Public services are facing a “mass exodus” of workers as increasing numbers quit their jobs over pay, according to a new report.
The TUC said a survey of 1,400 public sector workers found that one in three has already taken steps to leave their profession or are actively considering it.
The union organisation said its research suggested that around 1.8 million public sector workers are seriously thinking about quitting their jobs.
The TUC warned ministers that public services were facing a “mass exodus” of key workers unless they deliver “decent pay rises”.
Below inflation pay rises announced by the government in the summer have sparked a serious of strike ballots by health and education unions.
The TUC said key workers across the NHS face another year of “pay misery” after more than a decade of having their wages held down by successive Conservative governments.
The TUC says that this year’s pay awards come on top of a “brutal” decade of pay cuts for key workers in the public sector.
TUC general secretary Frances O’Grady said: “Key workers in the public sector helped get the country through the pandemic, but many are now at breaking point because of a toxic mix of low pay, unsustainable workloads and a serious lack of recognition.
“After years of brutal pay cuts, nurses, teachers, refuse workers and millions of other public servants have seen their living standards decimated – and now face more pay misery.

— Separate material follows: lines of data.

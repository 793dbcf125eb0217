// repopulse-core/src/domain/rules/catalog.rs

use crate::domain::error::DomainError;
use crate::domain::rules::rule::WarningRule;
use std::collections::HashSet;

/// The seven built-in rules, compiled into the binary. Adding a rule is a
/// data change here or in a user rules.yml, never an evaluator change.
const BUILTIN_RULES: &str = include_str!("builtin_rules.yml");

/// An ordered, id-unique set of warning rules.
#[derive(Debug, Clone)]
pub struct RuleCatalog {
    rules: Vec<WarningRule>,
}

impl RuleCatalog {
    /// Loads the embedded built-in catalog.
    pub fn builtin() -> Result<Self, DomainError> {
        let rules: Vec<WarningRule> = serde_yaml::from_str(BUILTIN_RULES)
            .map_err(|e| DomainError::InvalidRuleCatalog(format!("built-in rules: {}", e)))?;
        Self::from_rules(rules)
    }

    pub fn from_rules(rules: Vec<WarningRule>) -> Result<Self, DomainError> {
        let mut catalog = Self { rules: Vec::new() };
        catalog.extend(rules)?;
        Ok(catalog)
    }

    /// Appends rules after the existing ones, keeping evaluation order and
    /// rejecting duplicate ids.
    pub fn extend(&mut self, extra: Vec<WarningRule>) -> Result<(), DomainError> {
        let mut seen: HashSet<String> = self.rules.iter().map(|r| r.id.clone()).collect();
        for rule in extra {
            if !seen.insert(rule.id.clone()) {
                return Err(DomainError::InvalidRuleCatalog(format!(
                    "duplicate rule id '{}'",
                    rule.id
                )));
            }
            self.rules.push(rule);
        }
        Ok(())
    }

    pub fn rules(&self) -> &[WarningRule] {
        &self.rules
    }

    pub fn len(&self) -> usize {
        self.rules.len()
    }

    pub fn is_empty(&self) -> bool {
        self.rules.is_empty()
    }
}

#[cfg(test)]
#[allow(clippy::unwrap_used)]
mod tests {
    use super::*;
    use crate::domain::rules::severity::Severity;
    use anyhow::Result;

    #[test]
    fn test_builtin_catalog_loads_in_fixed_order() -> Result<()> {
        let catalog = RuleCatalog::builtin()?;
        let ids: Vec<&str> = catalog.rules().iter().map(|r| r.id.as_str()).collect();
        assert_eq!(
            ids,
            vec![
                "bash_tool_unavailable",
                "incomplete_metrics",
                "low_commit_activity",
                "single_contributor",
                "high_commits_per_author",
                "no_merge_commits",
                "high_change_density",
            ]
        );
        Ok(())
    }

    #[test]
    fn test_builtin_severities_match_the_rule_table() -> Result<()> {
        let catalog = RuleCatalog::builtin()?;
        let severity_of = |id: &str| {
            catalog
                .rules()
                .iter()
                .find(|r| r.id == id)
                .map(|r| r.severity)
        };

        assert_eq!(severity_of("bash_tool_unavailable"), Some(Severity::High));
        assert_eq!(severity_of("single_contributor"), Some(Severity::High));
        assert_eq!(severity_of("incomplete_metrics"), Some(Severity::Medium));
        assert_eq!(severity_of("low_commit_activity"), Some(Severity::Medium));
        assert_eq!(severity_of("high_change_density"), Some(Severity::Medium));
        assert_eq!(severity_of("high_commits_per_author"), Some(Severity::Low));
        assert_eq!(severity_of("no_merge_commits"), Some(Severity::Low));
        Ok(())
    }

    #[test]
    fn test_every_builtin_rule_has_conditions_and_actions() -> Result<()> {
        for rule in RuleCatalog::builtin()?.rules() {
            assert!(!rule.conditions.is_empty(), "rule {} has no conditions", rule.id);
            assert!(!rule.actions.is_empty(), "rule {} has no actions", rule.id);
        }
        Ok(())
    }

    #[test]
    fn test_duplicate_ids_are_rejected() -> Result<()> {
        let mut catalog = RuleCatalog::builtin()?;
        let clone_of_first = catalog.rules()[0].clone();
        let result = catalog.extend(vec![clone_of_first]);
        assert!(matches!(result, Err(DomainError::InvalidRuleCatalog(_))));
        Ok(())
    }
}
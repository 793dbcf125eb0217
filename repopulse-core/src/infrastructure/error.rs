// repopulse-core/src/infrastructure/error.rs

use miette::Diagnostic;
use thiserror::Error;

#[derive(Error, Debug, Diagnostic)]
pub enum InfrastructureError {
    // --- FILESYSTEM (IO) ---
    #[error("File System Error: {0}")]
    #[diagnostic(
        code(repopulse::infra::io),
        help("Check file permissions or path validity.")
    )]
    Io(#[from] std::io::Error),

    // --- CONFIG / YAML ---
    #[error("YAML Parsing Error: {0}")]
    #[diagnostic(
        code(repopulse::infra::yaml),
        help("Check your YAML syntax (indentation, types).")
    )]
    YamlError(#[from] serde_yaml::Error),

    #[error("JSON Serialization Error: {0}")]
    #[diagnostic(code(repopulse::infra::json))]
    JsonError(#[from] serde_json::Error),

    #[error("Configuration Error: {0}")]
    ConfigError(String),

    // --- TEMPLATING ---
    #[error("Template Rendering Error: {0}")]
    #[diagnostic(
        code(repopulse::infra::template),
        help("Check the Jinja syntax ({{ ... }}) inside the report template.")
    )]
    TemplateError(#[from] minijinja::Error),

    // --- INSIGHT AGENT (HTTP) ---
    #[error("HTTP Error: {0}")]
    #[diagnostic(
        code(repopulse::infra::http),
        help("Check network connectivity and the configured endpoint.")
    )]
    HttpError(#[from] reqwest::Error),

    #[error("Insight Agent Error: {0}")]
    #[diagnostic(code(repopulse::infra::agent))]
    AgentError(String),
}
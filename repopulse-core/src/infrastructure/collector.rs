// repopulse-core/src/infrastructure/collector.rs

use crate::domain::metrics::set::MetricSet;
use crate::domain::metrics::value::MetricValue;
use crate::ports::runner::CommandRunner;
use regex::Regex;
use std::path::Path;
use std::time::Duration;
use tracing::{debug, warn};

/// How a command's stdout becomes a metric value.
#[derive(Debug, Clone, Copy, PartialEq, Eq)]
enum ValueKind {
    Count,
    Text,
}

/// The fixed collection plan. Pipelines carry their own shell fallbacks so
/// a missing remote or tag yields a parseable sentinel instead of a
/// non-zero exit.
const GIT_COMMANDS: &[(&str, &str, ValueKind)] = &[
    (
        "current_branch",
        "git rev-parse --abbrev-ref HEAD || echo 'unknown'",
        ValueKind::Text,
    ),
    (
        "remote_url",
        "git config --get remote.origin.url || echo 'unknown'",
        ValueKind::Text,
    ),
    (
        "first_commit_date",
        "git log --reverse --format=%ad --date=format:%Y-%m-%d --max-count=1 || echo 'unknown'",
        ValueKind::Text,
    ),
    (
        "latest_commit_date",
        "git log -1 --format=%ad --date=format:%Y-%m-%d || echo 'unknown'",
        ValueKind::Text,
    ),
    (
        "total_commits",
        "git rev-list --count HEAD || echo '0'",
        ValueKind::Count,
    ),
    (
        "total_authors",
        "git shortlog -sn --all | wc -l || echo '0'",
        ValueKind::Count,
    ),
    (
        "local_branches",
        "git branch | wc -l || echo '0'",
        ValueKind::Count,
    ),
    (
        "remote_branches",
        "git branch -r | wc -l || echo '0'",
        ValueKind::Count,
    ),
    ("total_tags", "git tag | wc -l || echo '0'", ValueKind::Count),
    (
        "last_tag",
        "git describe --tags --abbrev=0 2>/dev/null || echo 'unknown'",
        ValueKind::Text,
    ),
    (
        "merge_commits",
        "git log --merges --oneline | wc -l || echo '0'",
        ValueKind::Count,
    ),
    (
        "commits_7d",
        "git rev-list --count --since='7 days ago' HEAD || echo '0'",
        ValueKind::Count,
    ),
    (
        "authors_7d",
        "git shortlog -sn --since='7 days ago' | wc -l || echo '0'",
        ValueKind::Count,
    ),
    (
        "files_changed_7d",
        "git log --since='7 days ago' --name-only --pretty=format: | sort -u | wc -l || echo '0'",
        ValueKind::Count,
    ),
    (
        "working_tree_status",
        "git status --porcelain | wc -l",
        ValueKind::Count,
    ),
];

/// Runs the collection plan against a repository and builds the MetricSet.
///
/// Strictly sequential: one command at a time, in table order. A failed or
/// timed-out command records `Missing` plus a collection error and the run
/// continues; the collector itself never aborts a report.
pub struct GitCollector<'a> {
    runner: &'a dyn CommandRunner,
    command_timeout: Duration,
}

impl<'a> GitCollector<'a> {
    pub fn new(runner: &'a dyn CommandRunner, command_timeout: Duration) -> Self {
        Self {
            runner,
            command_timeout,
        }
    }

    pub async fn collect(&self, repo_dir: &Path) -> MetricSet {
        let mut metrics = MetricSet::new();

        for (name, command, kind) in GIT_COMMANDS {
            debug!(command = name, "Executing collection command");

            let result = self
                .runner
                .run(name, command, repo_dir, self.command_timeout)
                .await;

            match result {
                Ok(output) if output.success => match kind {
                    ValueKind::Count => metrics.insert(*name, parse_count(&output.stdout)),
                    ValueKind::Text => metrics.insert(*name, parse_text(&output.stdout)),
                },
                Ok(output) => {
                    let reason = output
                        .stderr
                        .unwrap_or_else(|| "unknown error".to_string());
                    warn!(command = name, %reason, "Collection command failed");
                    metrics.insert(*name, MetricValue::Missing);
                    metrics.record_error(format!("Command '{}' failed: {}", name, reason));
                }
                Err(e) => {
                    warn!(command = name, error = %e, "Collection command errored");
                    metrics.insert(*name, MetricValue::Missing);
                    metrics.record_error(format!("Command '{}' failed: {}", name, e));
                }
            }
        }

        let repo_name = metrics
            .text("remote_url")
            .map(repo_name_from_remote)
            .unwrap_or_else(|| "unknown".to_string());
        metrics.insert("repo_name", repo_name);

        metrics
    }
}

/// `wc -l`-style outputs: digits only, anything else degrades to 0.
fn parse_count(raw: &str) -> i64 {
    let trimmed = raw.trim();
    if !trimmed.is_empty() && trimmed.bytes().all(|b| b.is_ascii_digit()) {
        trimmed.parse().unwrap_or(0)
    } else {
        0
    }
}

fn parse_text(raw: &str) -> String {
    let trimmed = raw.trim();
    if trimmed.is_empty() {
        "unknown".to_string()
    } else {
        trimmed.to_string()
    }
}

/// Last path segment of the remote URL, `.git` suffix stripped. Handles
/// both scp-like (`git@host:org/repo.git`) and https remotes.
fn repo_name_from_remote(url: &str) -> String {
    if url.is_empty() || url == "unknown" {
        return "unknown".to_string();
    }

    Regex::new(r"([^/:]+?)(?:\.git)?/*$")
        .ok()
        .and_then(|re| re.captures(url))
        .and_then(|caps| caps.get(1))
        .map(|m| m.as_str().to_string())
        .unwrap_or_else(|| "unknown".to_string())
}
// repopulse-core/src/application/ports/mod.rs

pub mod agent;
pub mod renderer;

pub use agent::InsightAgent;
pub use renderer::TemplateEngine;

“It is little wonder morale is through the floor and many key workers are considering leaving their jobs for good.
“If there is large-scale public sector strike action over the months ahead, the government only has itself to blame.
“They have chosen to hold down public servants’ pay while giving bankers unlimited bonuses.
“Ministers must change course. Without decent pay rises for key workers in the public sector, we face a mass exodus of staff.
“As the country teeters on the brink of recession, the last thing we need is working people cutting back on spending even more.
“More money in the pockets of working people means more spend on our high streets.
“It’s time to give our key workers in the public sector the decent pay rise they are owed.”